René Descartes wrote:
…if I look out of the window and see men crossing the square, as I just happen to have done, I normally say that I see the men themselves.... Yet do I see any more than hats and coats which could conceal automatons? I judge that they are men. And so something which I thought I was seeing with my eyes is in fact grasped solely by the faculty of judgement which is in my mind.If Descartes were to see some of Repliee Q1's descendants crossing the square, I doubt he could so unerringly judge whether they were conscious beings or mere machines. (There were, after all, no life-like humanoid robots in the 17th century to test Descartes' powers of discernment.) But Descartes was half right: we do make judgements about the inner lives of the beings that we see only from the outside. Repliee Q1's designer, Professor Hiroshi Ishiguro, says, "we have found that people forget she is an android while interacting with her.

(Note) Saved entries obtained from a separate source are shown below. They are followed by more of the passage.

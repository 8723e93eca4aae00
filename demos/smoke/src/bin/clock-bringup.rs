//! Smoke test: bring the clock graph up from its reset state and read back
//! the achieved frequency of one branch clock (spec.md §4.B).
#![no_std]
#![no_main]

use cortex_m::peripheral::{Peripherals, DWT};
use cortex_m_rt::entry;
use defmt::info;
use defmt_rtt as _;
use panic_probe as _;

use sgpio_hal::prelude::*;

const CORE_HZ: u64 = 12_000_000;

struct CycleTimer;

impl Timer for CycleTimer {
    fn now_micros(&self) -> u64 {
        (DWT::cycle_count() as u64 * 1_000_000) / CORE_HZ
    }
}

#[entry]
fn main() -> ! {
    let mut core = Peripherals::take().unwrap();
    core.DCB.enable_trace();
    DWT::unlock();
    core.DWT.enable_cycle_counter();
    let timer = CycleTimer;

    let mut clocks = ClockGraph::default();
    clocks.initialize_early_clocks();
    match clocks.initialize_clocks(&timer) {
        Ok(()) => info!("clocks: bring-up complete"),
        Err(e) => {
            info!("clocks: bring-up failed: {:?}", e);
            loop {}
        }
    }

    clocks.enable_branch(BranchClock::Apb3Sgpio, false);
    let hz = clocks.get_branch_frequency(BranchClock::Apb3Sgpio, &timer);
    info!("clocks: SGPIO branch clock running at {} Hz", hz);

    loop {}
}
#![cfg_attr(not(test), no_std)]
#![warn(missing_docs)]

//! Driver for the SGPIO shift-register fabric on a Cortex-M4 SGPIO-bearing
//! MCU, plus the clock graph and interrupt controller it depends on.
//!
//! ## Feature flags
#![doc = document_features::document_features!(feature_label = r#"<span class="stab portability"><code>{feature}</code></span>"#)]

// This mod MUST go first, so that the others see its macros.
pub(crate) mod fmt;

pub mod clocks;
pub mod nvic;
pub mod regs;
pub mod reset_reason;
pub mod ringbuffer;
pub mod scheduler;
pub mod sgpio;

pub mod dac;
pub mod ethernet;
pub mod timer;
pub mod uart;
pub mod wwdt;

/// Common re-exports for the types most callers need: the SGPIO context and
/// its data types, the clock graph, and the interrupt controller.
pub mod prelude {
    pub use crate::clocks::{BaseClock, BranchClock, ClockError, ClockGraph, ClockSource, SelectOutcome, Timer};
    pub use crate::nvic::{Irq, VectorTable};
    pub use crate::reset_reason::ResetReason;
    pub use crate::ringbuffer::RingBuffer;
    pub use crate::scheduler::Scheduler;
    pub use crate::sgpio::{
        BufferHandle, Edge, Error as SgpioError, Function, Mode, Overrides, PinConfig, Polarity, Pull, Qualifier,
        ShiftClockSource, SgpioContext, Slice,
    };
}
//! Smoke test: wire a STREAM_OUT function and a STREAM_IN function up and
//! run them, exactly the sequence spec.md §3 describes a caller driving —
//! no board-specific peripherals beyond SGPIO, the clock graph, and a DWT
//! cycle counter to time PLL bring-up.
#![no_std]
#![no_main]

use cortex_m::peripheral::{Peripherals, DWT};
use cortex_m_rt::entry;
use defmt::info;
use defmt_rtt as _;
use panic_probe as _;

use sgpio_hal::prelude::*;
use sgpio_hal::sgpio::planner::set_up_functions;

/// Core clock frequency assumed while the cycle counter is the only time
/// source available this early in bring-up (spec.md §6.4 names no reset
/// frequency, so this is this demo's own assumption, not library behavior).
const CORE_HZ: u64 = 12_000_000;

struct CycleTimer;

impl Timer for CycleTimer {
    fn now_micros(&self) -> u64 {
        (DWT::cycle_count() as u64 * 1_000_000) / CORE_HZ
    }
}

#[entry]
fn main() -> ! {
    let mut core = Peripherals::take().unwrap();
    core.DCB.enable_trace();
    DWT::unlock();
    core.DWT.enable_cycle_counter();
    let timer = CycleTimer;

    let mut clocks = ClockGraph::default();
    clocks.initialize_early_clocks();
    if let Err(e) = clocks.initialize_clocks(&timer) {
        info!("clocks: initialize_clocks failed: {:?}", e);
        loop {}
    }

    let mut out_buffer = [0xA5u8; 16];
    let mut in_buffer = [0u8; 16];

    let mut functions = [Function::blank(), Function::blank()];

    functions[0].enabled = true;
    functions[0].mode = Mode::StreamOut;
    functions[0].bus_width = 1;
    functions[0].pin_configurations[0] = PinConfig { sgpio_pin: 0, scu_group: 1, scu_pin: 0, pull: Pull::None };
    functions[0].buffer = BufferHandle { ptr: out_buffer.as_mut_ptr(), order: 4 };

    functions[1].enabled = true;
    functions[1].mode = Mode::StreamIn;
    functions[1].bus_width = 1;
    functions[1].pin_configurations[0] = PinConfig { sgpio_pin: 1, scu_group: 1, scu_pin: 1, pull: Pull::None };
    functions[1].buffer = BufferHandle { ptr: in_buffer.as_mut_ptr(), order: 4 };

    let mut ctx = unsafe { SgpioContext::new(&mut functions) };
    if let Err(e) = set_up_functions(&mut ctx, &mut clocks, &timer) {
        info!("sgpio: set_up_functions failed: {:?}", e);
        loop {}
    }
    info!("sgpio: loopback pair configured");

    ctx.dump_configuration(false);
    ctx.run();

    while ctx.running() {}

    ctx.halt();
    info!("sgpio: halted, captured {} bytes", in_buffer.len());

    loop {}
}
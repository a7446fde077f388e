//! Error types for the ptxprobe-core library.
//!
//! Only failures that a caller can act on are represented here. Text that
//! fails to decode while scanning or rendering is never an error: the
//! affected run is skipped, or its context is rendered with a fallback marker.

use std::path::PathBuf;
use thiserror::Error;

/// Result type alias for ptxprobe operations
pub type Result<T> = std::result::Result<T, Error>;

/// Error type for all ptxprobe operations
#[derive(Error, Debug)]
#[non_exhaustive]
pub enum Error {
    /// Failed to read input file
    #[error("failed to read file '{path}': {source}")]
    FileRead {
        /// Path to the file that failed to read
        path: PathBuf,
        /// Underlying I/O error
        #[source]
        source: std::io::Error,
    },

    /// Sample rate is zero, negative or not a finite number
    #[error("invalid sample rate {rate}: must be a finite number greater than zero")]
    InvalidSampleRate {
        /// The rejected sample rate in Hz
        rate: f64,
    },

    /// Plausibility window is empty or inverted
    #[error("invalid plausibility window: minimum {min} must be below maximum {max}")]
    InvalidBounds {
        /// Lower bound in seconds
        min: f64,
        /// Upper bound in seconds
        max: f64,
    },
}

impl Error {
    /// Creates a new file read error
    pub fn file_read(path: impl Into<PathBuf>, source: std::io::Error) -> Self {
        Self::FileRead {
            path: path.into(),
            source,
        }
    }

    /// Creates a new sample rate error
    pub fn invalid_sample_rate(rate: f64) -> Self {
        Self::InvalidSampleRate { rate }
    }

    /// Creates a new plausibility window error
    pub fn invalid_bounds(min: f64, max: f64) -> Self {
        Self::InvalidBounds { min, max }
    }

    /// Returns the path associated with this error, if any
    pub fn path(&self) -> Option<&std::path::Path> {
        match self {
            Self::FileRead { path, .. } => Some(path),
            _ => None,
        }
    }

    /// Returns true if a multi-file run should log this error and move on
    pub fn is_recoverable(&self) -> bool {
        matches!(self, Self::FileRead { .. })
    }
}

#[cfg(test)]
mod tests {
    use super::*;
    use std::io;

    #[test]
    fn test_error_display() {
        let err = Error::file_read(
            "/sessions/empty.ptx",
            io::Error::new(io::ErrorKind::NotFound, "no such file"),
        );
        assert!(err.to_string().contains("failed to read file"));
        assert!(err.to_string().contains("/sessions/empty.ptx"));
        assert!(err.to_string().contains("no such file"));
    }

    #[test]
    fn test_is_recoverable() {
        let io_err = io::Error::new(io::ErrorKind::PermissionDenied, "denied");
        assert!(Error::file_read("a.ptx", io_err).is_recoverable());
        assert!(!Error::invalid_sample_rate(0.0).is_recoverable());
        assert!(!Error::invalid_bounds(300.0, 10.0).is_recoverable());
    }

    #[test]
    fn test_path_accessor() {
        let io_err = io::Error::new(io::ErrorKind::NotFound, "missing");
        let err = Error::file_read("markers.ptx", io_err);
        assert_eq!(err.path(), Some(std::path::Path::new("markers.ptx")));
        assert_eq!(Error::invalid_sample_rate(-1.0).path(), None);
    }
}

Consciously, it is easy to see that she is an android, but unconsciously, we react to the android as if she were a woman." In the future we are likely unconsciously to grant personhood to a whole range of mechanical, non-sentient beings with whom we interact. By contrast, even now we exclude from personhood a whole range of sentient beings, whose inner lives we fail to recognize, and whom we wrongly judge to be automatons. Philip K. Dick's novel Do Androids Dream of Electric Sheep? (not to be confused with the movie version, Blade Runner) looks at humans, androids, robots, and animals, and asks who counts? It's something to sleep on.